会社員であれば、年末に必ず「年末調整」の書類が配られますが、その用紙に必要事項を記入することで、この生命保険料などの所得控除が反映され、年末調整の還付金として戻ってくる仕組みです。

 それにしても、株式を買ったお金や預金にしたお金は所得控除にならないのに、どうして生命保険の保険料は対象になるのでしょうか。

 所得控除の上限額引き上げは、保険業界にとっての悲願みたいなもので、毎年、税制改正の時期が来ると、生命保険会社の人間が与党のところに必ず陳情に行くのが風物詩になっています。所得控除の上限が引き上げられれば、それに比例して保険商品が売れるからです。

戦後の未亡人が生きていけるために
保険の営業として女性を雇った歴史

 なぜ、保険業界にだけそのような優遇措置が認められているのかというと、話は終戦直後にまで遡ります。それ以前の保険の営業担当者は男性が中心だったそうですが、戦争によって多くの男性は戦場に駆り出され、多くの人が戦死し、街には若い寡婦が溢れたそうです。

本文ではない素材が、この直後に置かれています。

use crate::rrt::state::RealVectorState;
use num_traits::Float;
use rand::rngs::StdRng;
use rand::{Rng, RngCore, SeedableRng};
use thiserror::Error;

/// Errors raised when building a sampling distribution.
#[derive(Debug, Clone, PartialEq, Error)]
pub enum SamplingError {
    #[error("range for dimension {dimension} is not finite")]
    NonFiniteRange { dimension: usize },
    #[error("range for dimension {dimension} is empty (low must be less than high)")]
    EmptyRange { dimension: usize },
}

/// A distribution from which configurations are drawn.
pub trait SamplingDistribution<F: Float, const N: usize> {
    /// Draws one configuration.
    fn sample(&mut self) -> RealVectorState<F, N>;
}

/// Checks that every `(low, high)` pair is finite and non-empty.
pub fn validate_ranges<F: Float, const N: usize>(
    ranges: &[(F, F); N],
) -> Result<(), SamplingError> {
    for (dimension, &(low, high)) in ranges.iter().enumerate() {
        if !low.is_finite() || !high.is_finite() {
            return Err(SamplingError::NonFiniteRange { dimension });
        }
        if low >= high {
            return Err(SamplingError::EmptyRange { dimension });
        }
    }
    Ok(())
}

/// Maps a unit draw `u` in `[0, 1)` onto `[low, high)`.
pub(crate) fn lerp_unit<F: Float>(low: F, high: F, u: f64) -> F {
    let u = F::from(u).unwrap_or_else(F::zero);
    low + (high - low) * u
}

/// Draws a configuration uniformly from an axis-aligned box using the given generator.
pub(crate) fn sample_box<F: Float, const N: usize>(
    ranges: &[(F, F); N],
    rng: &mut dyn RngCore,
) -> RealVectorState<F, N> {
    let mut values = [F::zero(); N];
    for (value, &(low, high)) in values.iter_mut().zip(ranges.iter()) {
        *value = lerp_unit(low, high, rng.gen::<f64>());
    }
    RealVectorState::new(values)
}

/// Uniform distribution over an axis-aligned box.
pub struct UniformDistribution<F: Float, const N: usize> {
    ranges: [(F, F); N],
    rng: StdRng,
}

impl<F: Float, const N: usize> UniformDistribution<F, N> {
    /// Constructs a uniform distribution seeded from system entropy.
    ///
    /// Parameters:
    /// - `ranges`: The `(low, high)` range of each dimension.
    pub fn new(ranges: [(F, F); N]) -> Result<Self, SamplingError> {
        validate_ranges(&ranges)?;
        Ok(Self {
            ranges,
            rng: StdRng::from_entropy(),
        })
    }

    /// Constructs a uniform distribution whose draws are fully determined by `seed`.
    pub fn with_seed(ranges: [(F, F); N], seed: u64) -> Result<Self, SamplingError> {
        validate_ranges(&ranges)?;
        Ok(Self {
            ranges,
            rng: StdRng::seed_from_u64(seed),
        })
    }

    pub(crate) fn from_parts(ranges: [(F, F); N], rng: StdRng) -> Self {
        Self { ranges, rng }
    }

    pub fn ranges(&self) -> &[(F, F); N] {
        &self.ranges
    }
}

impl<F: Float, const N: usize> SamplingDistribution<F, N> for UniformDistribution<F, N> {
    fn sample(&mut self) -> RealVectorState<F, N> {
        sample_box(&self.ranges, &mut self.rng)
    }
}

#[cfg(test)]
mod tests {
    use super::*;

    #[test]
    fn test_rejects_bad_ranges() {
        assert_eq!(
            UniformDistribution::new([(0.0, 1.0), (2.0, 2.0)]).err(),
            Some(SamplingError::EmptyRange { dimension: 1 })
        );
        assert_eq!(
            UniformDistribution::new([(f64::NEG_INFINITY, 1.0)]).err(),
            Some(SamplingError::NonFiniteRange { dimension: 0 })
        );
    }

    #[test]
    fn test_samples_stay_in_range() {
        let mut distribution =
            UniformDistribution::with_seed([(-1.0f32, 1.0), (10.0, 20.0)], 7).unwrap();
        for _ in 0..1000 {
            let s = distribution.sample();
            assert!(s[0] >= -1.0 && s[0] <= 1.0);
            assert!(s[1] >= 10.0 && s[1] <= 20.0);
        }
    }

    #[test]
    fn test_seeded_distributions_agree() {
        let mut a = UniformDistribution::with_seed([(0.0, 5.0); 3], 42).unwrap();
        let mut b = UniformDistribution::with_seed([(0.0, 5.0); 3], 42).unwrap();
        for _ in 0..50 {
            assert_eq!(a.sample(), b.sample());
        }
    }
}
pub mod config;
pub mod goal;
pub mod neighbors;
pub mod path;
pub mod planner;
pub mod planner_data;
pub mod problem;
pub mod rtp;
pub mod sampling;
pub mod space;
pub mod state;
pub mod termination;
pub mod tree;
pub mod validity_checker;

pub use config::{ConfigError, RtpConfig};
pub use goal::{Goal, GoalPredicate, GoalSampleableRegion, GoalState, GoalStates};
pub use neighbors::{DistanceFunction, KdTreeNearestNeighbors, LinearNearestNeighbors, NearestNeighbors};
pub use path::PathGeometric;
pub use planner::{Planner, PlannerError, PlannerSpecs, PlannerStatus};
pub use planner_data::PlannerData;
pub use problem::{PlannerInputStates, PlannerSolution, ProblemDefinition};
pub use rtp::{SolveStats, RTP};
pub use sampling::{SamplingDistribution, SamplingError, UniformDistribution};
pub use space::{RealVectorStateSpace, SpaceError, StateSpace};
pub use state::RealVectorState;
pub use termination::{
    AnyTermination, CancellationTermination, CancellationToken, FnTermination,
    MaxIterationsTermination, TerminationCondition, TimedTermination,
};
pub use tree::{Motion, MotionTree};
pub use validity_checker::{AlwaysValid, EdgeValidityFn, UnionValidityChecker, ValidityChecker};
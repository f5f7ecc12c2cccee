//! Whole-file JSON and CSV snapshots between pipeline stages.
//!
//! Every stage writes its full record list under a fixed base name so any
//! later invocation can skip the stage and reload the last-known-good
//! snapshot. Writes are plain whole-file overwrites.

use std::fs;
use std::path::{Path, PathBuf};

use serde::Serialize;
use serde::de::DeserializeOwned;
use tracing::{info, warn};

use propsight_core::Proposal;

use crate::StoreError;

// Snapshot base names, shared between the pipeline and the visualizer.
pub const RAW_PROPOSALS: &str = "raw_proposals";
pub const PROPOSALS_WITH_BUSINESS: &str = "proposals_with_business";
pub const PROPOSALS_COMPLETE: &str = "proposals_complete";
pub const PROPOSALS_WITH_IMPLEMENTATION: &str = "proposals_with_implementation";
pub const BUSINESS_CLUSTERS_SUMMARY: &str = "business_clusters_summary";
pub const ARCHITECTURE_SUMMARY: &str = "architecture_summary";
pub const IMPLEMENTATION_SUMMARY: &str = "implementation_summary";
pub const ANALYSIS_SUMMARY: &str = "analysis_summary";

/// Write `value` as pretty-printed JSON to `<dir>/<name>.json`.
pub fn save_json<T: Serialize>(value: &T, dir: &Path, name: &str) -> Result<PathBuf, StoreError> {
    fs::create_dir_all(dir)?;
    let path = dir.join(format!("{name}.json"));
    let body = serde_json::to_string_pretty(value)?;
    fs::write(&path, body)?;
    info!(path = %path.display(), "saved snapshot");
    Ok(path)
}

/// Load `<dir>/<name>.json`. A missing file maps to
/// [`StoreError::SnapshotNotFound`] so callers can warn and continue.
pub fn load_json<T: DeserializeOwned>(dir: &Path, name: &str) -> Result<T, StoreError> {
    let path = dir.join(format!("{name}.json"));
    if !path.is_file() {
        return Err(StoreError::SnapshotNotFound(path));
    }
    let raw = fs::read_to_string(&path)?;
    Ok(serde_json::from_str(&raw)?)
}

/// Load a record-list snapshot.
pub fn load_proposals(dir: &Path, name: &str) -> Result<Vec<Proposal>, StoreError> {
    load_json(dir, name)
}

/// Write `rows` to `<dir>/<name>.csv`. The column set comes from the row
/// struct's schema, never from the data. Empty inputs write nothing.
pub fn save_csv<T: Serialize>(rows: &[T], dir: &Path, name: &str) -> Result<(), StoreError> {
    if rows.is_empty() {
        warn!(name, "no rows to save, skipping csv snapshot");
        return Ok(());
    }
    fs::create_dir_all(dir)?;
    let path = dir.join(format!("{name}.csv"));
    let mut writer = csv::Writer::from_path(&path)?;
    for row in rows {
        writer.serialize(row)?;
    }
    writer.flush().map_err(StoreError::Io)?;
    info!(path = %path.display(), rows = rows.len(), "saved snapshot");
    Ok(())
}
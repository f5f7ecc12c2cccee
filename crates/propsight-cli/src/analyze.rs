//! The analysis pipeline.
//!
//! Five phases: extract, business clustering, architecture classification,
//! implementation complexity, summary. Each classification phase persists a
//! JSON and CSV snapshot before the next begins, so an interrupted run can be
//! resumed with the corresponding `--skip-*` flag.

use std::fs;
use std::path::{Path, PathBuf};

use anyhow::{Context, bail};
use rand::seq::SliceRandom;
use tracing::warn;

use propsight_ai::client::{Completion, LlmClient};
use propsight_ai::stages::{StageReport, architecture, business, implementation};
use propsight_core::stats::{self, AnalysisSummary};
use propsight_core::{ARCHITECTURE_DIMENSIONS, IMPLEMENTATION_DIMENSIONS, Proposal};
use propsight_store::extract::{self, PROPOSALS_REL_PATH};
use propsight_store::snapshot;

use crate::AnalyzeArgs;
use crate::display;

pub async fn run(args: AnalyzeArgs) -> anyhow::Result<()> {
    display::banner("AI SYSTEM PROPOSAL ANALYSIS PIPELINE");

    let companies_dir = args.data_dir.join("companies");
    let api_key = validate_environment(&companies_dir)?;

    if args.validate {
        println!("\n✓ All checks passed. Ready to run analysis.");
        return Ok(());
    }

    let client = LlmClient::new(api_key);
    run_pipeline(&client, &args, &companies_dir).await
}

/// Check the API key and data layout up front, with remediation hints.
fn validate_environment(companies_dir: &Path) -> anyhow::Result<String> {
    let api_key = std::env::var("ANTHROPIC_API_KEY").map_err(|_| {
        anyhow::anyhow!(
            "ANTHROPIC_API_KEY not set\n  \
             Set it with: export ANTHROPIC_API_KEY='your-key-here'\n  \
             Or create a .env file containing: ANTHROPIC_API_KEY=your-key-here"
        )
    })?;

    if !companies_dir.is_dir() {
        bail!(
            "data directory not found: {}\n  \
             Point --data-dir (or PROPSIGHT_DATA_DIR) at a checkout with a companies/ directory",
            companies_dir.display()
        );
    }

    let with_proposals = companies_with_proposals(companies_dir)?;
    if with_proposals == 0 {
        warn!(dir = %companies_dir.display(), "data directory contains no proposals");
    }

    println!("\n✓ Environment validated");
    println!("  Data directory: {}", companies_dir.display());
    println!("  Found: {with_proposals} companies with proposals");
    Ok(api_key)
}

fn companies_with_proposals(companies_dir: &Path) -> anyhow::Result<usize> {
    let count = fs::read_dir(companies_dir)?
        .filter_map(|entry| entry.ok())
        .map(|entry| entry.path())
        .filter(|path| path.join(PROPOSALS_REL_PATH).is_file())
        .count();
    Ok(count)
}

async fn run_pipeline<C: Completion>(
    client: &C,
    args: &AnalyzeArgs,
    companies_dir: &Path,
) -> anyhow::Result<()> {
    let out_dir: &PathBuf = &args.out_dir;

    // Phase 1: extract.
    let mut records = if args.skip_extract {
        println!("\nSkipping extraction, loading existing data...");
        snapshot::load_proposals(out_dir, snapshot::RAW_PROPOSALS)
            .context("no raw proposals snapshot; run once without --skip-extract")?
    } else {
        display::banner("PHASE 1: EXTRACTING PROPOSALS");
        let (records, stats) =
            extract::extract_proposals(companies_dir, &extract::TextLimits::default())?;
        println!("Found {} companies with proposals", stats.companies_found);
        println!("Extracted {} total proposals", stats.proposals);
        snapshot::save_json(&records, out_dir, snapshot::RAW_PROPOSALS)?;
        snapshot::save_csv(&records, out_dir, snapshot::RAW_PROPOSALS)?;
        records
    };

    if let Some(n) = args.sample
        && n < records.len()
    {
        println!("\n>>> Sampling {n} proposals for analysis");
        records.shuffle(&mut rand::thread_rng());
        records.truncate(n);
        // Restore deterministic order so downstream snapshots stay stable.
        records.sort_by(|a, b| {
            a.company
                .cmp(&b.company)
                .then_with(|| a.proposal_name.cmp(&b.proposal_name))
        });
    }

    // Phase 2: business use case clustering.
    if args.skip_business {
        println!("\nSkipping business clustering, loading existing data...");
        reload(&mut records, out_dir, snapshot::PROPOSALS_WITH_BUSINESS);
    } else {
        display::banner("PHASE 2: BUSINESS USE CASE CLUSTERING");

        println!("\nStep 1: Discovering business use case clusters...");
        let (use_cases, report) = business::run(client, &mut records).await?;
        println!("Discovered {} business use case clusters:", use_cases.len());
        for case in &use_cases {
            println!("  - {case}");
        }
        report_failures("business", report);

        display::section("BUSINESS USE CASE DISTRIBUTION");
        display::print_distribution(&records, "business_use_case", "Business Use Cases", 20);

        snapshot::save_json(&records, out_dir, snapshot::PROPOSALS_WITH_BUSINESS)?;
        snapshot::save_csv(&records, out_dir, snapshot::PROPOSALS_WITH_BUSINESS)?;
        let clusters = stats::generate_cluster_summary(&records, "business_use_case");
        snapshot::save_json(&clusters, out_dir, snapshot::BUSINESS_CLUSTERS_SUMMARY)?;
        snapshot::save_csv(&clusters, out_dir, snapshot::BUSINESS_CLUSTERS_SUMMARY)?;
    }

    // Phase 3: architecture classification.
    if args.skip_architecture {
        println!("\nSkipping architecture classification, loading existing data...");
        reload(&mut records, out_dir, snapshot::PROPOSALS_COMPLETE);
    } else {
        display::banner("PHASE 3: TECHNICAL ARCHITECTURE CLASSIFICATION");
        println!("\nClassifying {} proposals...", records.len());
        let report = architecture::classify(client, &mut records).await;
        report_failures("architecture", report);

        display::section("ARCHITECTURE CLASSIFICATION SUMMARY");
        for &(field, label) in ARCHITECTURE_DIMENSIONS {
            display::print_distribution(&records, field, label, 15);
        }

        snapshot::save_json(&records, out_dir, snapshot::PROPOSALS_COMPLETE)?;
        snapshot::save_csv(&records, out_dir, snapshot::PROPOSALS_COMPLETE)?;
        let summary = stats::dimension_summary(&records, ARCHITECTURE_DIMENSIONS);
        snapshot::save_json(&summary, out_dir, snapshot::ARCHITECTURE_SUMMARY)?;
    }

    // Phase 4: implementation complexity classification.
    if args.skip_implementation {
        println!("\nSkipping implementation complexity classification, loading existing data...");
        reload(&mut records, out_dir, snapshot::PROPOSALS_WITH_IMPLEMENTATION);
    } else {
        display::banner("PHASE 4: IMPLEMENTATION COMPLEXITY CLASSIFICATION");
        println!(
            "\nClassifying {} proposals across {} complexity dimensions...",
            records.len(),
            IMPLEMENTATION_DIMENSIONS.len()
        );
        let report = implementation::classify(client, &mut records).await;
        report_failures("implementation", report);

        display::section("IMPLEMENTATION COMPLEXITY SUMMARY");
        for &(field, label) in IMPLEMENTATION_DIMENSIONS {
            display::print_distribution(&records, field, label, 15);
        }

        snapshot::save_json(&records, out_dir, snapshot::PROPOSALS_WITH_IMPLEMENTATION)?;
        snapshot::save_csv(&records, out_dir, snapshot::PROPOSALS_WITH_IMPLEMENTATION)?;
        let summary = stats::dimension_summary(&records, IMPLEMENTATION_DIMENSIONS);
        snapshot::save_json(&summary, out_dir, snapshot::IMPLEMENTATION_SUMMARY)?;
    }

    // Phase 5: combined summary.
    display::banner("PHASE 5: GENERATING SUMMARY");
    let summary = AnalysisSummary::from_records(&records);
    snapshot::save_json(&summary, out_dir, snapshot::ANALYSIS_SUMMARY)?;

    println!("\nTotal Proposals: {}", summary.total_proposals);
    println!("Companies: {}", summary.num_companies);
    println!("Business Use Cases: {}", summary.business_use_cases.len());
    println!("Architecture Patterns: {}", summary.architecture_patterns.len());

    display::banner("ANALYSIS COMPLETE");
    println!("\nOutput files saved to: {}", out_dir.display());
    println!("\nNext step: run `propsight visualize` to render charts");
    Ok(())
}

/// Replace `records` with a previously saved snapshot; on a missing or
/// unreadable snapshot, keep the current records and move on.
fn reload(records: &mut Vec<Proposal>, out_dir: &Path, name: &str) {
    match snapshot::load_proposals(out_dir, name) {
        Ok(loaded) => *records = loaded,
        Err(err) => warn!(snapshot = name, error = %err, "could not load existing snapshot"),
    }
}

fn report_failures(stage: &str, report: StageReport) {
    if report.failed_batches > 0 {
        warn!(
            stage,
            failed = report.failed_batches,
            total = report.batches,
            "some batches fell back to default labels"
        );
    }
}
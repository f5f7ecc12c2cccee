//! Propsight CLI: analyze a proposal corpus, then render charts from it.

mod analyze;
mod display;
mod viz;

use std::path::PathBuf;

use clap::{Parser, Subcommand, ValueEnum};

#[derive(Parser)]
#[command(name = "propsight", version, about = "Batch analysis of AI system proposals")]
struct Cli {
    #[command(subcommand)]
    command: Command,
}

#[derive(Subcommand)]
enum Command {
    /// Run the full classification pipeline.
    Analyze(AnalyzeArgs),
    /// Render interactive HTML charts from a completed analysis.
    Visualize(VisualizeArgs),
}

#[derive(clap::Args)]
pub struct AnalyzeArgs {
    /// Analyze only a random sample of N proposals.
    #[arg(long)]
    pub sample: Option<usize>,

    /// Skip extraction and reuse the raw proposals snapshot.
    #[arg(long)]
    pub skip_extract: bool,

    /// Skip business clustering and reuse the existing snapshot.
    #[arg(long)]
    pub skip_business: bool,

    /// Skip architecture classification and reuse the existing snapshot.
    #[arg(long)]
    pub skip_architecture: bool,

    /// Skip implementation complexity classification and reuse the existing snapshot.
    #[arg(long)]
    pub skip_implementation: bool,

    /// Validate the environment and exit.
    #[arg(long)]
    pub validate: bool,

    /// Root of the proposal data checkout (contains companies/).
    #[arg(long, env = "PROPSIGHT_DATA_DIR", default_value = "../proposal-data")]
    pub data_dir: PathBuf,

    /// Directory for JSON/CSV snapshots.
    #[arg(long, default_value = "outputs")]
    pub out_dir: PathBuf,
}

#[derive(clap::Args)]
pub struct VisualizeArgs {
    /// Render only one chart.
    #[arg(long, value_enum)]
    pub only: Option<Chart>,

    /// Directory holding the analysis snapshots.
    #[arg(long, default_value = "outputs")]
    pub out_dir: PathBuf,

    /// Directory for rendered HTML charts.
    #[arg(long, default_value = "visualizations")]
    pub viz_dir: PathBuf,
}

#[derive(Debug, Clone, Copy, PartialEq, Eq, ValueEnum)]
pub enum Chart {
    Dashboard,
    Treemap,
    Sunburst,
    Network,
    Heatmap,
    Architecture,
}

#[tokio::main]
async fn main() -> anyhow::Result<()> {
    dotenvy::dotenv().ok();
    tracing_subscriber::fmt::init();

    match Cli::parse().command {
        Command::Analyze(args) => analyze::run(args).await,
        Command::Visualize(args) => viz::run(&args),
    }
}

 なかには子供を抱えた状態で、とにかくその日食べるものを手にするためにお金を必要とした人も大勢いたそうです。

 その結果、特定の資格がなくても即日営業に出られる保険の営業職に就く女性が増えたと言われています。そして、それは決して自然発生的なものではなく、おそらく政治的に行われたのではないかと推察します。

 裏を取ったわけでもないので真偽は定かではありませんが、戦後、日本を統治したGHQからの要請で、戦争未亡人が食べていけるようにするため、戦争未亡人を大勢、保険の営業として雇ったという話も耳にするくらいです。

 こうした戦後の悲しい歴史が、保険会社に政治力を持たせる理由のひとつになったのかもしれません。

 さらに言うと、保険会社が自分たちの悪口に対して、必要以上に神経を尖らせているのは、扱っている商品自体が極めてセンシティブなものであることも関係しているのだと思います。株式投資は企業の成長性に対してお金を投じるわけですが、生命保険は人の命に対してお金をかけているようなものです。

 昔から「保険金殺人事件」があるように、被保険者の生死に保険を「賭け」、その賭けに勝てば大金が転がり込んでくる世界ですから、その裏側に不正や犯罪が入り込む余地が大きいとも言えます。